Tuesday, October 26, 2010

Tour of a real toy Haskell program, part 2

This is part 2 of my commentary on detrospector. You can find part 1 here.

Performance claims

I make a lot of claims about performance below, not all of which are supported by evidence. I did perform a fair amount of profiling, but it's impossible to test every combination of data structures. How can I structure my code to make more of my performance hypotheses easily testable?

Representing the source document

When we process a source document, we'll need a data structure to represent large amounts of text.

  • Haskell's standard String type is simple, maximally lazy, and Unicode-correct. However, as a singly-linked list of individually boxed heap-allocated characters, it's woefully inefficient in space and time.

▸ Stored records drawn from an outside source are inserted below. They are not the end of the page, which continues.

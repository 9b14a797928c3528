//! # OpenAI-compatible streaming provider

use std::time::Duration;

use async_trait::async_trait;
use futures_util::{Stream, StreamExt};
use serde::{Deserialize, Serialize};
use tracing::{debug, warn};

use crate::config::llm::LlmConfig;
use crate::llms::{
    errors::{LLMError, LLMResult},
    sse::SseDecoder,
    traits::{CompletionStream, LLMProvider},
    types::{CompletionChunk, CompletionRequest, ProviderMessage, TokenUsage},
};
use crate::models::streaming::STREAM_DONE;

/// Client for `POST {base_url}/chat/completions` with `stream: true`.
#[derive(Debug, Clone)]
pub struct OpenAiProvider {
    client: reqwest::Client,
    endpoint: String,
    api_key: String,
}

#[derive(Serialize)]
struct ChatCompletionBody<'a> {
    model: &'a str,
    messages: &'a [ProviderMessage],
    temperature: f32,
    max_tokens: u32,
    stream: bool,
    stream_options: StreamOptions,
}

#[derive(Serialize)]
struct StreamOptions {
    include_usage: bool,
}

#[derive(Deserialize)]
struct StreamChunk {
    #[serde(default)]
    choices: Vec<StreamChoice>,
    #[serde(default)]
    usage: Option<TokenUsage>,
    #[serde(default)]
    error: Option<ErrorBody>,
}

#[derive(Deserialize, Default)]
struct StreamChoice {
    #[serde(default)]
    delta: StreamDelta,
}

#[derive(Deserialize, Default)]
struct StreamDelta {
    #[serde(default)]
    content: Option<String>,
}

#[derive(Deserialize)]
struct ErrorEnvelope {
    error: ErrorBody,
}

#[derive(Deserialize)]
struct ErrorBody {
    #[serde(default)]
    message: String,
}

impl OpenAiProvider {
    /// Builds a provider from configuration.
    ///
    /// # Errors
    /// Returns [`LLMError::MissingCredentials`] when no API key is configured,
    /// or an HTTP error if the client cannot be constructed.
    pub fn from_config(config: &LlmConfig) -> LLMResult<Self> {
        let api_key = config
            .api_key
            .as_deref()
            .map(str::trim)
            .filter(|key| !key.is_empty())
            .ok_or_else(|| LLMError::MissingCredentials {
                provider: config.provider.clone(),
            })?;

        let client = reqwest::Client::builder()
            .connect_timeout(Duration::from_secs(config.request_timeout_seconds))
            .build()?;

        Ok(Self {
            client,
            endpoint: format!("{}/chat/completions", config.base_url.trim_end_matches('/')),
            api_key: api_key.to_string(),
        })
    }

    #[must_use]
    pub fn endpoint(&self) -> &str {
        &self.endpoint
    }
}

#[async_trait]
impl LLMProvider for OpenAiProvider {
    fn provider_name(&self) -> &str {
        "openai"
    }

    async fn stream_chat(&self, request: CompletionRequest) -> LLMResult<CompletionStream> {
        let body = ChatCompletionBody {
            model: &request.model,
            messages: &request.messages,
            temperature: request.temperature,
            max_tokens: request.max_tokens,
            stream: true,
            stream_options: StreamOptions {
                include_usage: true,
            },
        };

        debug!(
            model = %request.model,
            messages = request.messages.len(),
            "sending streaming completion request"
        );

        let response = self
            .client
            .post(&self.endpoint)
            .bearer_auth(&self.api_key)
            .json(&body)
            .send()
            .await?;

        let status = response.status();
        if !status.is_success() {
            let text = response.text().await.unwrap_or_default();
            return Err(LLMError::Api {
                status: status.as_u16(),
                message: error_message(&text),
            });
        }

        Ok(decode_stream(response.bytes_stream()))
    }
}

/// Turns a raw SSE byte stream into completion chunks.
///
/// The stream ends at `[DONE]` or when the body ends. Transport errors and
/// error payloads are yielded as `Err` items.
pub fn decode_stream<S, B, E>(bytes: S) -> CompletionStream
where
    S: Stream<Item = Result<B, E>> + Send + 'static,
    B: AsRef<[u8]> + Send + 'static,
    E: std::fmt::Display + Send + 'static,
{
    Box::pin(async_stream::stream! {
        let mut decoder = SseDecoder::new();
        let mut bytes = Box::pin(bytes);

        while let Some(next) = bytes.next().await {
            let chunk = match next {
                Ok(chunk) => chunk,
                Err(err) => {
                    yield Err(LLMError::stream_interrupted(err.to_string()));
                    return;
                }
            };

            for data in decoder.push(chunk.as_ref()) {
                if data.trim() == STREAM_DONE {
                    return;
                }
                match parse_chunk(&data) {
                    Ok(Some(parsed)) => yield Ok(parsed),
                    Ok(None) => {}
                    Err(err) => {
                        yield Err(err);
                        return;
                    }
                }
            }
        }

        if let Some(data) = decoder.finish() {
            if data.trim() != STREAM_DONE {
                match parse_chunk(&data) {
                    Ok(Some(parsed)) => yield Ok(parsed),
                    Ok(None) => {}
                    Err(err) => yield Err(err),
                }
            }
        } else {
            warn!("provider stream ended without a terminator");
        }
    })
}

/// Decodes one `data:` payload. Returns `None` for keep-alive style chunks
/// carrying neither text nor usage.
///
/// # Errors
/// Returns [`LLMError::Decode`] for malformed JSON and [`LLMError::Api`] for
/// an in-stream error object.
pub fn parse_chunk(data: &str) -> LLMResult<Option<CompletionChunk>> {
    let chunk: StreamChunk = serde_json::from_str(data)?;

    if let Some(error) = chunk.error {
        return Err(LLMError::Api {
            status: 200,
            message: error.message,
        });
    }

    let delta: String = chunk
        .choices
        .into_iter()
        .filter_map(|choice| choice.delta.content)
        .collect();

    if delta.is_empty() && chunk.usage.is_none() {
        return Ok(None);
    }

    Ok(Some(CompletionChunk {
        delta,
        usage: chunk.usage,
    }))
}

fn error_message(body: &str) -> String {
    serde_json::from_str::<ErrorEnvelope>(body)
        .map(|envelope| envelope.error.message)
        .ok()
        .filter(|message| !message.is_empty())
        .unwrap_or_else(|| body.chars().take(200).collect())
}

#[cfg(test)]
mod tests {
    use super::*;
    use futures_util::stream;

    fn frames(parts: &[&str]) -> Vec<Result<Vec<u8>, std::io::Error>> {
        parts.iter().map(|part| Ok(part.as_bytes().to_vec())).collect()
    }

    #[test]
    fn parses_content_and_usage_chunks() {
        let chunk = parse_chunk(r#"{"choices":[{"delta":{"content":"Hel"}}]}"#)
            .unwrap()
            .unwrap();
        assert_eq!(chunk, CompletionChunk::text("Hel"));

        let chunk = parse_chunk(
            r#"{"choices":[],"usage":{"prompt_tokens":5,"completion_tokens":2,"total_tokens":7}}"#,
        )
        .unwrap()
        .unwrap();
        assert_eq!(
            chunk.usage,
            Some(TokenUsage {
                prompt_tokens: 5,
                completion_tokens: 2,
                total_tokens: 7
            })
        );

        assert!(parse_chunk(r#"{"choices":[{"delta":{"role":"assistant"}}]}"#)
            .unwrap()
            .is_none());
    }

    #[test]
    fn in_stream_error_objects_become_api_errors() {
        let err = parse_chunk(r#"{"error":{"message":"overloaded"}}"#).unwrap_err();
        assert!(matches!(err, LLMError::Api { ref message, .. } if message == "overloaded"));
        assert!(matches!(parse_chunk("not json"), Err(LLMError::Decode(_))));
    }

    #[tokio::test]
    async fn decodes_stream_until_done() {
        let body = frames(&[
            "data: {\"choices\":[{\"delta\":{\"content\":\"Hel\"}}]}\n\n",
            "data: {\"choices\":[{\"delta\":{\"content\":\"lo\"}}]}\n\ndata: {\"choices\":[],",
            "\"usage\":{\"prompt_tokens\":5,\"completion_tokens\":2,\"total_tokens\":7}}\n\n",
            "data: [DONE]\n\n",
            "data: {\"choices\":[{\"delta\":{\"content\":\"ignored\"}}]}\n\n",
        ]);

        let chunks: Vec<_> = decode_stream(stream::iter(body)).collect().await;
        let chunks: Vec<CompletionChunk> = chunks.into_iter().map(Result::unwrap).collect();

        assert_eq!(chunks.len(), 3);
        assert_eq!(chunks[0].delta, "Hel");
        assert_eq!(chunks[1].delta, "lo");
        assert_eq!(chunks[2].usage.map(|usage| usage.total_tokens), Some(7));
    }

    #[tokio::test]
    async fn transport_errors_end_the_stream_with_an_error() {
        let body: Vec<Result<Vec<u8>, std::io::Error>> = vec![
            Ok(b"data: {\"choices\":[{\"delta\":{\"content\":\"Hi\"}}]}\n\n".to_vec()),
            Err(std::io::Error::new(std::io::ErrorKind::ConnectionReset, "reset")),
        ];

        let items: Vec<_> = decode_stream(stream::iter(body)).collect().await;
        assert_eq!(items.len(), 2);
        assert!(items[0].is_ok());
        assert!(matches!(items[1], Err(LLMError::Stream { .. })));
    }

    #[test]
    fn requires_credentials() {
        let config = LlmConfig::default();
        assert!(matches!(
            OpenAiProvider::from_config(&config),
            Err(LLMError::MissingCredentials { .. })
        ));

        let config = LlmConfig {
            api_key: Some("sk-test".into()),
            base_url: "http://localhost:9999/v1/".into(),
            ..LlmConfig::default()
        };
        let provider = OpenAiProvider::from_config(&config).unwrap();
        assert_eq!(provider.endpoint(), "http://localhost:9999/v1/chat/completions");
    }

    #[test]
    fn extracts_error_messages_from_bodies() {
        assert_eq!(
            error_message(r#"{"error":{"message":"Invalid API key"}}"#),
            "Invalid API key"
        );
        assert_eq!(error_message("upstream down"), "upstream down");
    }
}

  • ByteString is a common alternative, but solves the wrong problem. We need a sequence of Unicode codepoints, not a sequence of bytes.

  • ByteString.Char8 is a hack and not remotely Unicode-correct.

  • The text library stores Unicode characters in a ByteString-like packed format. That's exactly what we need.

For more information on picking a string type, see ezyang's writeup.

We choose the lazy flavor of text so that we can stream the input file in chunks without storing it all in memory. Lazy IO is semantically dubious, but I've decided that this project is enough of a toy that I don't care. Note that robustness to IO errors is not in the requirements list. ;)

The enumerator package provides iteratees as a composable, well-founded alternative to the lazy IO hack. The enumerator API was complex enough to put me off using it for the first version of detrospector. After reading Michael Snoyman's enumerators tutorial, I have a slight idea how the library works, and I might use it in a future version.

Representing substrings

We also need to represent the k-character substrings, both when we analyze the source and when we generate text. The requirements here are different.

We expect that k will be small, certainly under 10 — otherwise, you'll just generate the source document! With many small strings, the penalty of boxing each individual Char is less severe.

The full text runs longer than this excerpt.